Описание к видео The wâhkôhtowin Imagination

Dwayne Donald discusses the nehiyaw wisdom concept of wâhkôhtowin (kinship). Please turn on captions as the sound is choppy.

Wâhkôhtowin (kinship) as a major source of inspiration in helping educators unlearn colonial worldview and transform their relationships to knowledge and knowing.

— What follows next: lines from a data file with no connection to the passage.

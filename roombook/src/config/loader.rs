//! Configuration file loading.
//!
//! The only file source is `config.yaml` inside the data directory.

use std::fs;
use std::path::{Path, PathBuf};

use crate::config::schema::Config;
use crate::error::{Error, Result};

/// File name of the configuration file inside the data directory.
pub const CONFIG_FILE_NAME: &str = "config.yaml";

/// A parsed configuration file and where it came from.
///
/// # Examples
///
/// ```
/// use roombook::config::ConfigSource;
/// use std::path::PathBuf;
///
/// let source = ConfigSource {
///     path: PathBuf::from("/srv/roombook/config.yaml"),
///     config: Default::default(),
/// };
/// assert!(source.config.known_rooms.is_none());
/// ```
#[derive(Debug, Clone)]
pub struct ConfigSource {
    /// Path to the configuration file.
    pub path: PathBuf,
    /// Parsed configuration.
    pub config: Config,
}

/// Loads configuration files.
///
/// # Examples
///
/// ```no_run
/// use roombook::config::ConfigLoader;
/// use std::path::Path;
///
/// if let Some(source) = ConfigLoader::load_from_data_dir(Path::new("/srv/roombook")).unwrap() {
///     println!("loaded {}", source.path.display());
/// }
/// ```
pub struct ConfigLoader;

impl ConfigLoader {
    /// Loads `{data_dir}/config.yaml` if it exists.
    ///
    /// # Errors
    ///
    /// Returns an error if the file exists but cannot be read or parsed.
    pub fn load_from_data_dir(data_dir: &Path) -> Result<Option<ConfigSource>> {
        let path = data_dir.join(CONFIG_FILE_NAME);
        if !path.exists() {
            log::debug!("no configuration file at {}", path.display());
            return Ok(None);
        }

        let config = Self::load_file(&path)?;
        log::debug!("loaded configuration from {}", path.display());
        Ok(Some(ConfigSource { path, config }))
    }

    /// Load and parse a YAML configuration file.
    ///
    /// An empty file parses as an empty configuration.
    ///
    /// # Errors
    ///
    /// Returns an error if the file cannot be read or the YAML is invalid.
    pub fn load_file(path: &Path) -> Result<Config> {
        let contents = fs::read_to_string(path)?;
        if contents.trim().is_empty() {
            return Ok(Config::default());
        }

        serde_yaml::from_str(&contents).map_err(|e| Error::Validation {
            field: format!("{}", path.display()),
            message: format!("Invalid YAML: {e}"),
        })
    }
}

#[cfg(test)]
mod tests {
    use super::*;
    use crate::room::RoomId;
    use tempfile::TempDir;

    #[test]
    fn test_load_nonexistent_file() {
        let result = ConfigLoader::load_file(Path::new("/nonexistent/path/config.yaml"));
        assert!(matches!(result, Err(Error::Io(_))));
    }

    #[test]
    fn test_load_invalid_yaml() {
        let temp_dir = TempDir::new().unwrap();
        let config_path = temp_dir.path().join("bad.yaml");
        fs::write(&config_path, "invalid: yaml: syntax:").unwrap();

        let result = ConfigLoader::load_file(&config_path);
        assert!(matches!(result, Err(Error::Validation { .. })));
    }

    #[test]
    fn test_load_valid_config() {
        let temp_dir = TempDir::new().unwrap();
        let config_path = temp_dir.path().join(CONFIG_FILE_NAME);
        fs::write(&config_path, "known_rooms: [1, 2]\n").unwrap();

        let config = ConfigLoader::load_file(&config_path).unwrap();
        assert_eq!(config.known_rooms, Some(vec![RoomId::new(1), RoomId::new(2)]));
    }

    #[test]
    fn test_load_empty_file() {
        let temp_dir = TempDir::new().unwrap();
        let config_path = temp_dir.path().join(CONFIG_FILE_NAME);
        fs::write(&config_path, "\n").unwrap();

        assert_eq!(ConfigLoader::load_file(&config_path).unwrap(), Config::default());
    }

    #[test]
    fn test_load_from_data_dir_missing_file() {
        let temp_dir = TempDir::new().unwrap();
        assert!(ConfigLoader::load_from_data_dir(temp_dir.path())
            .unwrap()
            .is_none());
    }

    #[test]
    fn test_load_from_data_dir() {
        let temp_dir = TempDir::new().unwrap();
        fs::write(
            temp_dir.path().join(CONFIG_FILE_NAME),
            "maximum_lock_wait_seconds: 9\n",
        )
        .unwrap();

        let source = ConfigLoader::load_from_data_dir(temp_dir.path())
            .unwrap()
            .unwrap();
        assert_eq!(source.path, temp_dir.path().join(CONFIG_FILE_NAME));
        assert_eq!(source.config.maximum_lock_wait_seconds, Some(9));
    }
}
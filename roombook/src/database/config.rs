//! Database location and connection parameters.

use std::path::{Path, PathBuf};
use std::time::Duration;

use crate::error::{Error, Result};

/// File name of the database inside the data directory.
pub const DATABASE_FILE_NAME: &str = "roombook.db";

/// Environment variable that overrides the data directory.
pub const DATA_DIR_ENV: &str = "ROOMBOOK_DATA_DIR";

/// Default busy timeout when none is configured.
pub const DEFAULT_BUSY_TIMEOUT: Duration = Duration::from_secs(5);

/// Parameters for opening a [`Database`](super::Database).
///
/// # Examples
///
/// ```
/// use roombook::database::DatabaseConfig;
/// use std::time::Duration;
///
/// let config = DatabaseConfig::new("/tmp/roombook.db")
///     .with_busy_timeout(Duration::from_secs(10));
/// assert_eq!(config.busy_timeout, Duration::from_secs(10));
/// assert!(config.auto_create);
/// ```
#[derive(Debug, Clone)]
pub struct DatabaseConfig {
    /// Path to the database file.
    pub path: PathBuf,
    /// How long a writer waits for a competing write lock.
    pub busy_timeout: Duration,
    /// Create the file and its parent directory when missing.
    pub auto_create: bool,
    /// Open without write access.
    pub read_only: bool,
}

impl DatabaseConfig {
    /// Creates a configuration with a 5 second busy timeout and auto-create on.
    #[must_use]
    pub fn new(path: impl AsRef<Path>) -> Self {
        Self {
            path: path.as_ref().to_path_buf(),
            busy_timeout: DEFAULT_BUSY_TIMEOUT,
            auto_create: true,
            read_only: false,
        }
    }

    /// Configuration for the database inside `data_dir`.
    #[must_use]
    pub fn in_data_dir(data_dir: impl AsRef<Path>) -> Self {
        Self::new(data_dir.as_ref().join(DATABASE_FILE_NAME))
    }

    /// Sets the busy timeout.
    #[must_use]
    pub fn with_busy_timeout(mut self, timeout: Duration) -> Self {
        self.busy_timeout = timeout;
        self
    }

    /// Refuses to create a missing database.
    #[must_use]
    pub fn without_auto_create(mut self) -> Self {
        self.auto_create = false;
        self
    }

    /// Opens read-only. Implies no auto-create.
    #[must_use]
    pub fn read_only(mut self) -> Self {
        self.read_only = true;
        self.auto_create = false;
        self
    }
}

/// Returns `~/.roombook`.
///
/// # Errors
///
/// Returns an error if the home directory cannot be determined.
pub fn default_data_dir() -> Result<PathBuf> {
    home::home_dir()
        .map(|home| home.join(".roombook"))
        .ok_or_else(|| Error::validation("home_directory", "Cannot determine home directory"))
}

/// Resolves the data directory.
///
/// `$ROOMBOOK_DATA_DIR` when set, otherwise [`default_data_dir`].
///
/// # Errors
///
/// Returns an error if neither source yields a directory.
pub fn resolve_data_dir() -> Result<PathBuf> {
    match std::env::var_os(DATA_DIR_ENV) {
        Some(dir) if !dir.is_empty() => Ok(PathBuf::from(dir)),
        _ => default_data_dir(),
    }
}

/// Resolves the database file path inside [`resolve_data_dir`].
///
/// # Errors
///
/// Returns an error if the data directory cannot be resolved.
///
/// # Examples
///
/// ```no_run
/// use roombook::database::resolve_database_path;
///
/// println!("{}", resolve_database_path().unwrap().display());
/// ```
pub fn resolve_database_path() -> Result<PathBuf> {
    Ok(resolve_data_dir()?.join(DATABASE_FILE_NAME))
}
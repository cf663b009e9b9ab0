//! `SQLite` entity store for users, rooms, and bookings.
//!
//! This module owns connection setup, schema versioning, and every query the
//! allocator and registry run. Queries are associated functions on
//! [`Database`] taking a `&Connection`, so they work both on a plain
//! connection and inside an immediate transaction.
//!
//! # Examples
//!
//! ```no_run
//! use roombook::database::{Database, DatabaseConfig};
//! use roombook::NewRoom;
//!
//! let mut db = Database::open(DatabaseConfig::new("/tmp/roombook.db")).unwrap();
//! db.batch_create_rooms(&[NewRoom::new("Atlas", "meeting")]).unwrap();
//!
//! for room in Database::list_rooms(db.connection()).unwrap() {
//!     println!("{} {}", room.id, room.name);
//! }
//! ```

mod config;
mod connection;
pub mod migrations;
mod operations;
mod schema;
mod transaction;

#[cfg(test)]
pub(crate) mod test_util;

pub use config::{
    default_data_dir, resolve_data_dir, resolve_database_path, DatabaseConfig,
    DATABASE_FILE_NAME, DATA_DIR_ENV, DEFAULT_BUSY_TIMEOUT,
};
pub use connection::Database;
pub(crate) use connection::map_busy;
pub(crate) use schema::OVERLAP_TRIGGER_MESSAGE;

pub use migrations::{check_schema_compatibility, get_schema_version, initialize_schema};
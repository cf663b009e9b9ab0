//! Wall-clock abstraction.
//!
//! Booking validation rejects intervals that have already ended, so the
//! allocator needs "now". Production code reads the local clock; tests pin it
//! with [`FixedClock`].

use chrono::{Local, NaiveDateTime};

/// Source of the current local date-time.
pub trait Clock: Send + Sync {
    /// Returns the current local wall-clock time.
    fn now(&self) -> NaiveDateTime;
}

/// Reads the host's local clock.
#[derive(Debug, Clone, Copy, Default)]
pub struct SystemClock;

impl Clock for SystemClock {
    fn now(&self) -> NaiveDateTime {
        Local::now().naive_local()
    }
}

/// A clock frozen at a single instant.
///
/// # Examples
///
/// ```
/// use chrono::NaiveDate;
/// use roombook::clock::{Clock, FixedClock};
///
/// let at = NaiveDate::from_ymd_opt(2030, 1, 1).unwrap().and_hms_opt(8, 0, 0).unwrap();
/// assert_eq!(FixedClock::new(at).now(), at);
/// ```
#[derive(Debug, Clone, Copy)]
pub struct FixedClock {
    at: NaiveDateTime,
}

impl FixedClock {
    /// Creates a clock that always reports `at`.
    #[must_use]
    pub const fn new(at: NaiveDateTime) -> Self {
        Self { at }
    }
}

impl Clock for FixedClock {
    fn now(&self) -> NaiveDateTime {
        self.at
    }
}
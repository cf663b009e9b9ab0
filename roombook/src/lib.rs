#![deny(missing_docs, unsafe_code)]
#![warn(clippy::all, clippy::pedantic)]
#![allow(clippy::module_name_repetitions)]

//! # roombook
//!
//! A library for registering users and rooms and booking rooms without
//! double-booking.
//!
//! Bookings are half-open `[start, end)` intervals on a room. The
//! [`BookingAllocator`](allocation::BookingAllocator) validates a request,
//! either books the requested room or picks the lowest-numbered free room
//! from the configured known set, and persists the result in a `SQLite`
//! store. Check and insert happen in one immediate transaction and the
//! store itself rejects overlapping rows, so concurrent processes cannot
//! double-book a room.
//!
//! ## Core Types
//!
//! - [`Interval`] and [`overlaps`]: Half-open time intervals
//! - [`User`], [`Room`] and [`Booking`]: Stored entities
//! - [`BookingRequest`] and [`KnownRooms`]: Allocation inputs
//! - [`Error`], [`ErrorKind`] and [`Result`]: Error handling types
//! - [`Logger`] and [`LogLevel`]: Logging infrastructure
//!
//! ## Examples
//!
//! ```
//! use chrono::NaiveDate;
//! use roombook::Interval;
//!
//! let day = NaiveDate::from_ymd_opt(2030, 6, 3).unwrap();
//! let morning = Interval::new(
//!     day.and_hms_opt(9, 0, 0).unwrap(),
//!     day.and_hms_opt(10, 0, 0).unwrap(),
//! )
//! .unwrap();
//! let next = Interval::new(
//!     day.and_hms_opt(10, 0, 0).unwrap(),
//!     day.and_hms_opt(11, 0, 0).unwrap(),
//! )
//! .unwrap();
//!
//! // touching intervals do not overlap
//! assert!(!morning.overlaps(&next));
//! ```

pub mod allocation;
pub mod booking;
pub mod clock;
pub mod config;
pub mod database;
pub mod error;
pub mod interval;
pub mod logging;
pub mod operations;
pub mod room;
pub mod user;

// Re-export key types at crate root for convenience
pub use allocation::{BookingAllocator, EstimatorScope, NextAvailability};
pub use booking::{Booking, BookingId, BookingRequest, NewBooking};
pub use config::{Config, ConfigBuilder};
pub use database::{Database, DatabaseConfig};
pub use error::{Error, ErrorKind, Result, ValidationError};
pub use interval::{overlaps, Interval};
pub use logging::{init_logger, LogLevel, Logger};
pub use room::{KnownRooms, NewRoom, Room, RoomId};
pub use user::{Credential, NewUser, User, UserId};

Dwayne Donald is a descendent of the amiskwaciwiyiniwak (Beaver Hills Cree) and works as a professor in the Faculty of Education at the University of Alberta. He is Canada Research Chair in Reimagining Teacher Education with Indigenous Wisdom Traditions, and his work focuses on ways in which Indigenous wisdom traditions can expand and enhance understanding of curriculum and pedagogy.

Excerpt
We Need a New Story: Walking and the wâhkôhtowin Imagination
—Dr Dwayne Donald, University of Alberta

I have come to see this river valley walk as the most important contribution that I can make to the complex task of repairing Indigenous-Canadian relations and renewing them on more ethical terms. Indigenous-Canadian relations will not be repaired and renewed by an educational commitment to provide students with more information about Indigenous peoples. The holistic complexity of human perception is disregarded when teaching and learning is reduced to a simple telling of information about certain selected topics of interest. To make progress on these divisive issues, educators must be willing to experiment with curricular and pedagogical approaches that provoke their students to engage in such topics in qualitatively different ways. I am not suggesting that all our problems will be solved if everyone walks beside a river and allows themselves to be inspired by the wâhkôhtowin imagination. However, I do believe that walking is a fundamental way that human beings perceive the world and come to story their place in it. Wisdom teachings around the world make this connection consistently clear. As I see it, teaching and learning theories that dominate formal education have left out this important insight. The intimate connections between movement and knowing need to be taken seriously if we wish to reconceptualize human life and living. Walking and the wâhkôhtowin imagination can help us re-story ourselves—individually and collectively—as real human beings bent-over-holding-hands-in-reciprocity-with-all-our-relations.